Bel sekolah berbunyi, para murid dengan semangat meninggalkan kelas. Bahkan beberapa dari mereka merencakan untuk makan siang bersama di cafe yang sedang hits dikalangan remaja.

“Laura, mau ikut nggak?” tanya Mega teman sebangku Laura.

“Nggak deh, aku capek mau langsung pulang,” jawab Laura seraya tersenyum kecil.

“Kamu tuh ya, setiap diajak pasti jawabannya begitu,” celetuk Puput.

Laura tak menghiraukan celetukan tersebut. Justru ia dengan cuek berjalan menuju sepeda miliknya yang terparkir ditempat khusus parkir sepeda.

Saat Laura hendak mengayuhkan sepedanya, seorang remaja pria datang sambil menahan sepeda Laura yang hendak pergi meninggalkan area parkir.

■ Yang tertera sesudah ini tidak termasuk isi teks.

use serde::{Deserialize, Deserializer, Serialize};
use serde_json::{Map, Value};
use std::collections::{BTreeMap, HashMap};
use std::fmt;
use std::path::PathBuf;

/// One grading request as it arrives on the queue.
#[derive(Debug, Clone, Serialize, Deserialize)]
pub struct Job {
    #[serde(deserialize_with = "string_or_number")]
    pub settings_id: String,
    #[serde(deserialize_with = "string_or_number")]
    pub test_id: String,
    pub files_url: String,
    #[serde(default)]
    pub categories: Vec<String>,
    pub user: String,
    #[serde(default)]
    pub test_env_vars: HashMap<String, String>,
}

impl Job {
    /// Decode a queued payload. When decoding fails the error still carries
    /// the `test_id`, if one could be read, so a failure can be published.
    pub fn from_payload(payload: &str) -> Result<Job, InvalidJob> {
        let value: Value = serde_json::from_str(payload).map_err(|error| InvalidJob { test_id: None, error })?;
        let test_id = match value.get("test_id") {
            Some(Value::String(s)) => Some(s.clone()),
            Some(Value::Number(n)) => Some(n.to_string()),
            _ => None,
        };
        serde_json::from_value(value).map_err(|error| InvalidJob { test_id, error })
    }
}

/// A queued payload that is not a valid [`Job`].
#[derive(Debug)]
pub struct InvalidJob {
    pub test_id: Option<String>,
    pub error: serde_json::Error,
}

impl fmt::Display for InvalidJob {
    fn fmt(&self, f: &mut fmt::Formatter<'_>) -> fmt::Result {
        match &self.test_id {
            Some(test_id) => write!(f, "invalid job {}: {}", test_id, self.error),
            None => write!(f, "invalid job: {}", self.error),
        }
    }
}

impl std::error::Error for InvalidJob {
    fn source(&self) -> Option<&(dyn std::error::Error + 'static)> {
        Some(&self.error)
    }
}

/// Identifiers are integers in some front ends and strings in others.
fn string_or_number<'de, D>(deserializer: D) -> Result<String, D::Error>
where
    D: Deserializer<'de>,
{
    match Value::deserialize(deserializer)? {
        Value::String(s) => Ok(s),
        Value::Number(n) => Ok(n.to_string()),
        other => Err(serde::de::Error::custom(format!(
            "expected a string or number identifier, got {}",
            other
        ))),
    }
}

/// Status of a single test, as reported by a tester.
#[derive(Debug, Clone, Copy, PartialEq, Eq, Serialize, Deserialize)]
#[serde(rename_all = "snake_case")]
pub enum TestStatus {
    Pass,
    Partial,
    Fail,
    Error,
    /// A whole tester failed before it could report individual tests.
    ErrorAll,
}

/// Uniform per-test result printed by every tester (one JSON object per line).
#[derive(Debug, Clone, PartialEq, Serialize, Deserialize)]
pub struct TestResult {
    pub name: String,
    pub output: String,
    pub marks_earned: u32,
    pub marks_total: u32,
    pub status: TestStatus,
    pub time: Option<u64>,
}

/// Results of running one tester over one `test_data` entry.
#[derive(Debug, Clone, Default, PartialEq, Serialize, Deserialize)]
pub struct TestGroupResult {
    /// Wall time in milliseconds.
    pub time: u64,
    /// Set to the configured timeout (seconds) when the group was killed.
    pub timeout: Option<u64>,
    /// Tests are kept as raw JSON: custom scripts may report extra fields.
    pub tests: Vec<Value>,
    pub stderr: Option<String>,
    /// Raw stdout when it could not be fully decoded.
    pub malformed: Option<String>,
    pub extra_info: Map<String, Value>,
    pub annotations: Option<Value>,
    pub tags: Option<Value>,
    pub overall_comment: Option<Value>,
}

/// The single document published for every job.
#[derive(Debug, Clone, Default, PartialEq, Serialize, Deserialize)]
pub struct JobResult {
    pub test_groups: Vec<TestGroupResult>,
    pub error: Option<String>,
}

impl JobResult {
    pub fn failed(error: impl Into<String>) -> Self {
        Self {
            test_groups: Vec::new(),
            error: Some(error.into()),
        }
    }
}

/// Assignment-level settings resolved by `settings_id`.
#[derive(Debug, Clone, Default, Serialize, Deserialize)]
pub struct Settings {
    #[serde(default)]
    pub testers: Vec<TesterSettings>,
    /// Directory holding the assignment's test files.
    #[serde(rename = "_files", default, skip_serializing_if = "Option::is_none")]
    pub files: Option<PathBuf>,
    #[serde(rename = "_error", default, skip_serializing_if = "Option::is_none")]
    pub error: Option<String>,
    #[serde(rename = "_env_status", default, skip_serializing_if = "Option::is_none")]
    pub env_status: Option<String>,
    #[serde(rename = "_last_access", default, skip_serializing_if = "Option::is_none")]
    pub last_access: Option<i64>,
    #[serde(rename = "_user", default, skip_serializing_if = "Option::is_none")]
    pub user: Option<String>,
    #[serde(flatten)]
    pub extra: Map<String, Value>,
}

impl Settings {
    /// Returns `Some(detail)` when upstream settings resolution failed.
    /// The detail is `None` when only `_env_status` signals the failure.
    pub fn failure(&self) -> Option<Option<&str>> {
        if let Some(error) = self.error.as_deref() {
            return Some(Some(error));
        }
        if self.env_status.as_deref() == Some("error") {
            return Some(None);
        }
        None
    }
}

#[derive(Debug, Clone, Default, Serialize, Deserialize)]
pub struct EnvData {
    #[serde(default, skip_serializing_if = "Option::is_none")]
    pub python_version: Option<String>,
    #[serde(default, skip_serializing_if = "Option::is_none")]
    pub pip_requirements: Option<String>,
    #[serde(default, skip_serializing_if = "Option::is_none")]
    pub pip_requirements_file: Option<String>,
    #[serde(flatten)]
    pub extra: Map<String, Value>,
}

/// One entry of `settings.testers`.
#[derive(Debug, Clone, Serialize, Deserialize)]
pub struct TesterSettings {
    pub tester_type: String,
    #[serde(default)]
    pub test_data: Vec<TestData>,
    #[serde(default)]
    pub env_data: EnvData,
    #[serde(default)]
    pub points: BTreeMap<String, u32>,
    /// Environment variables of a pre-provisioned tester environment.
    #[serde(rename = "_env", default)]
    pub env: BTreeMap<String, String>,
    #[serde(flatten)]
    pub extra: Map<String, Value>,
}

impl TesterSettings {
    /// Payload handed to a tester process: these settings narrowed to one group.
    pub fn specs_for(&self, test_data: &TestData) -> TesterSpecs {
        TesterSpecs {
            tester_type: self.tester_type.clone(),
            test_data: test_data.clone(),
            env_data: self.env_data.clone(),
            points: self.points.clone(),
            env: self.env.clone(),
            extra: self.extra.clone(),
        }
    }
}

#[derive(Debug, Clone, Default, Serialize, Deserialize)]
pub struct TestData {
    /// A list of paths for most testers, a list of objects for notebooks.
    #[serde(default)]
    pub script_files: Value,
    #[serde(default)]
    pub category: Vec<String>,
    /// Seconds.
    #[serde(default, skip_serializing_if = "Option::is_none")]
    pub timeout: Option<u64>,
    #[serde(default)]
    pub extra_info: Map<String, Value>,
    #[serde(default, skip_serializing_if = "Option::is_none")]
    pub classpath: Option<String>,
    #[serde(default, skip_serializing_if = "Option::is_none")]
    pub sources_path: Option<String>,
    #[serde(default, skip_serializing_if = "Option::is_none")]
    pub tester: Option<String>,
    #[serde(default, skip_serializing_if = "Option::is_none")]
    pub output_verbosity: Option<Value>,
    #[serde(flatten)]
    pub extra: Map<String, Value>,
}

impl TestData {
    pub fn matches_any(&self, categories: &[String]) -> bool {
        self.category.iter().any(|c| categories.contains(c))
    }

    pub fn group_name(&self) -> Option<&str> {
        self.extra_info
            .get("name")
            .and_then(Value::as_str)
            .map(str::trim)
            .filter(|name| !name.is_empty())
    }
}

/// What a tester process reads from stdin.
#[derive(Debug, Clone, Default, Serialize, Deserialize)]
pub struct TesterSpecs {
    pub tester_type: String,
    #[serde(default)]
    pub test_data: TestData,
    #[serde(default)]
    pub env_data: EnvData,
    #[serde(default)]
    pub points: BTreeMap<String, u32>,
    #[serde(rename = "_env", default)]
    pub env: BTreeMap<String, String>,
    #[serde(flatten)]
    pub extra: Map<String, Value>,
}

impl TesterSpecs {
    /// `script_files` as a list of paths.
    pub fn script_paths(&self) -> Vec<String> {
        match &self.test_data.script_files {
            Value::Array(items) => items
                .iter()
                .filter_map(|item| item.as_str().map(str::to_string))
                .collect(),
            Value::String(single) => vec![single.clone()],
            _ => Vec::new(),
        }
    }
}

/// Credentials used to download a job's files on behalf of `user`.
#[derive(Debug, Clone, Serialize, Deserialize)]
pub struct Credentials {
    pub auth_type: String,
    pub credentials: String,
}

impl Credentials {
    pub fn header_value(&self) -> String {
        format!("{} {}", self.auth_type, self.credentials)
    }
}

Laura yang terkejut, hampir saja terjatuh dan untungnya kaki jenjangnya menahan sepedanya yang hampir terjatuh.

“Kamu?” Laura menoleh ke arah belakang seraya menunjuk hidung remaja pria tersebut dengan jari telunjuknya.

“Morgan. Apa kamu lupa dengan namaku?” tanyanya seraya menurunkan jari telunjuk Laura yang menyentuh hidungnya.

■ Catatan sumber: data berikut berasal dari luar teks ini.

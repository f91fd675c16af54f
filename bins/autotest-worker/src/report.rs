// Assembly of one test group's result from a tester's captured output
use crate::json_stream::{self, JsonKind};
use autotest_common::types::TestGroupResult;
use serde_json::{Map, Value};

/// Build the result of a test group from what its tester process printed.
///
/// Every object the tester printed is a test, except objects carrying
/// `annotations`, `tags` or `overall_comment`, which fill the fields of the
/// same name. The last such object wins.
pub fn build_group_result(
    stdout: &str,
    stderr: &str,
    time_ms: u64,
    extra_info: &Map<String, Value>,
    timeout: Option<u64>,
) -> TestGroupResult {
    let (values, malformed) = json_stream::decode(stdout, Some(JsonKind::Object));

    let mut group = TestGroupResult {
        time: time_ms,
        timeout,
        stderr: (!stderr.is_empty()).then(|| stderr.to_string()),
        malformed: malformed.then(|| stdout.to_string()),
        extra_info: extra_info.clone(),
        ..TestGroupResult::default()
    };

    for mut value in values {
        let Some(object) = value.as_object_mut() else {
            continue;
        };
        if let Some(annotations) = object.remove("annotations") {
            group.annotations = Some(annotations);
        } else if let Some(tags) = object.remove("tags") {
            group.tags = Some(tags);
        } else if let Some(comment) = object.remove("overall_comment") {
            group.overall_comment = Some(comment);
        } else {
            group.tests.push(value);
        }
    }

    group
}

/// Message recorded as stderr when a group is killed for running too long.
pub fn timeout_message(group_name: Option<&str>, timeout_secs: u64) -> String {
    match group_name {
        Some(name) => format!(
            "Tests for {} did not complete within time limit ({}s)\n",
            name, timeout_secs
        ),
        None => format!("Tests did not complete within time limit ({}s)\n", timeout_secs),
    }
}
// Python tests run with pytest inside a provisioned environment
use super::junit::{self, CaseStatus, TestCase};
use super::{Reporter, Test, Tester, TesterError};
use autotest_common::types::TesterSpecs;
use serde_json::Value;
use std::collections::BTreeMap;
use std::ffi::OsString;
use std::path::{Path, PathBuf};
use std::process::Command;
use tracing::debug;

const DEFAULT_VERBOSITY: &str = "short";

/// Interpreter of the tester's environment: `PYTHON` from the environment
/// the worker set up, else whatever `python3` is on the path.
pub fn interpreter(specs: &TesterSpecs) -> PathBuf {
    specs
        .env
        .get("PYTHON")
        .cloned()
        .or_else(|| std::env::var("PYTHON").ok())
        .map(PathBuf::from)
        .unwrap_or_else(|| PathBuf::from("python3"))
}

/// Run pytest with `args` and return the cases of its JUnit report.
pub fn run_pytest(python: &Path, workdir: &Path, args: &[OsString]) -> Result<Vec<TestCase>, TesterError> {
    let report_dir = tempfile::Builder::new().prefix(".pytest").tempdir_in(workdir)?;
    let report = report_dir.path().join("report.xml");

    let output = Command::new(python)
        .current_dir(workdir)
        .args(["-m", "pytest", "-q", "-p", "no:cacheprovider"])
        .arg(format!("--junit-xml={}", report.display()))
        .args(args)
        .output()
        .map_err(|e| TesterError::Execution(format!("Cannot run {}: {}", python.display(), e)))?;
    debug!(status = %output.status, "pytest finished");

    match junit::read_report(&report)? {
        Some(cases) => Ok(cases),
        None => {
            let mut message = String::from_utf8_lossy(&output.stderr).into_owned();
            if message.trim().is_empty() {
                message = String::from_utf8_lossy(&output.stdout).into_owned();
            }
            Err(TesterError::Execution(message))
        }
    }
}

/// Report one pytest case under `name`.
pub fn report_case(
    case: &TestCase,
    name: String,
    points: &BTreeMap<String, u32>,
    reporter: &mut Reporter<'_>,
) -> Result<(), TesterError> {
    let test = Test::new(name, points)?;
    let result = test.run(|test| {
        let (status, message) = case.outcome(|detail| {
            if detail.text.is_empty() {
                detail.message.clone()
            } else {
                detail.text.clone()
            }
        });
        Ok(match status {
            CaseStatus::Success => test.passed(message),
            CaseStatus::Failure => test.failed(message),
            CaseStatus::Error => test.error(message),
        })
    });
    reporter.report(&result)?;
    Ok(())
}

/// Runs each script file with pytest in the tester's interpreter
/// environment. unittest suites are collected by pytest as well.
pub struct EnvironmentTester {
    specs: TesterSpecs,
    workdir: PathBuf,
}

impl EnvironmentTester {
    pub fn new(specs: TesterSpecs) -> Self {
        Self::in_dir(specs, PathBuf::from("."))
    }

    pub fn in_dir(specs: TesterSpecs, workdir: PathBuf) -> Self {
        Self { specs, workdir }
    }

    fn verbosity(&self) -> String {
        match &self.specs.test_data.output_verbosity {
            Some(Value::String(v)) if !v.is_empty() => v.clone(),
            _ => DEFAULT_VERBOSITY.to_string(),
        }
    }
}

impl Tester for EnvironmentTester {
    fn run(&mut self, reporter: &mut Reporter<'_>) -> Result<(), TesterError> {
        let python = interpreter(&self.specs);
        let tb = format!("--tb={}", self.verbosity());
        for file in self.specs.script_paths() {
            let args = [OsString::from(&file), OsString::from(&tb)];
            let cases = run_pytest(&python, &self.workdir, &args)?;
            for case in cases.iter().filter(|c| !c.skipped) {
                report_case(case, case.full_name(), &self.specs.points, reporter)?;
            }
        }
        Ok(())
    }
}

“Kalau bukan kamu yang menyentuh hidung mancungku, sudah pasti aku akan marah,” celetuk Morgan dengan tersenyum lebar.

Laura membuang muka dengan pipi yang sudah merah merona seperti udang rebus.

“Nanti sore kamu ada waktu buat aku?” tanya Morgan.

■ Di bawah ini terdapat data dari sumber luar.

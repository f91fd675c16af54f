mod commands;

use anyhow::Result;
use clap::{Parser, Subcommand};

#[derive(Parser)]
#[command(name = "autotest-cli")]
#[command(about = "Autotest CLI - Enqueue jobs, inspect queues and results, expire settings", long_about = None)]
struct Cli {
    /// Redis connection URL (defaults to $REDIS_URL, then redis://127.0.0.1:6379)
    #[arg(long, global = true)]
    redis_url: Option<String>,

    #[command(subcommand)]
    command: Commands,
}

#[derive(Subcommand)]
enum Commands {
    /// Put a grading job on a queue
    Enqueue {
        /// Queue name (e.g., student, batch)
        #[arg(short, long)]
        queue: String,

        #[arg(short, long)]
        settings_id: String,

        #[arg(short, long)]
        test_id: String,

        /// URL of the zipped submission
        #[arg(short, long)]
        files_url: String,

        /// Test category to run (repeatable)
        #[arg(short, long = "category")]
        categories: Vec<String>,

        /// User whose credentials download the files
        #[arg(short, long)]
        user: String,

        /// Extra environment variable for the tests, as KEY=VALUE (repeatable)
        #[arg(short, long = "env")]
        env: Vec<String>,
    },

    /// Print the published result of a test run
    Result {
        #[arg(short, long)]
        test_id: String,
    },

    /// Show how many jobs wait on each queue
    Stat {
        /// Queue names
        #[arg(required = true)]
        queues: Vec<String>,
    },

    /// Expire settings that were not used for a number of days
    Clean {
        #[arg(short, long, default_value = "30")]
        days: i64,

        /// Only list what would be expired
        #[arg(long, default_value = "false")]
        dry_run: bool,
    },
}

#[tokio::main]
async fn main() -> Result<()> {
    let cli = Cli::parse();
    let redis_url = cli
        .redis_url
        .or_else(|| std::env::var("REDIS_URL").ok())
        .unwrap_or_else(|| "redis://127.0.0.1:6379".to_string());
    let mut conn = commands::connect(&redis_url).await?;

    match cli.command {
        Commands::Enqueue {
            queue,
            settings_id,
            test_id,
            files_url,
            categories,
            user,
            env,
        } => {
            let job = commands::build_job(settings_id, test_id, files_url, categories, user, &env)?;
            commands::enqueue(&mut conn, &queue, &job).await?;
        }
        Commands::Result { test_id } => {
            commands::show_result(&mut conn, &test_id).await?;
        }
        Commands::Stat { queues } => {
            commands::queue_stats(&mut conn, &queues).await?;
        }
        Commands::Clean { days, dry_run } => {
            commands::clean_settings(&mut conn, days, dry_run).await?;
        }
    }

    Ok(())
}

“Kenapa tanya-tanya?” tanya Laura seolah tak penasaran dengan pertanyaannya itu.

“Sepertinya aku tidak bisa menunggu sampai sore. Kalau begitu aku langsung saja ke intinya,” ucap Morgan dan kini berpindah posisi menghadap Laura.

Morgan perlahan menyentuh tangan Laura, sementara Laura hanya menunduk malu dengan apa yang dilakukan Morgan.

“Aku tak pandai berbasi-basi, Laura. Aku berharap banyak dari kedekatan kita selama ini, apakah kamu mengerti maksudku?”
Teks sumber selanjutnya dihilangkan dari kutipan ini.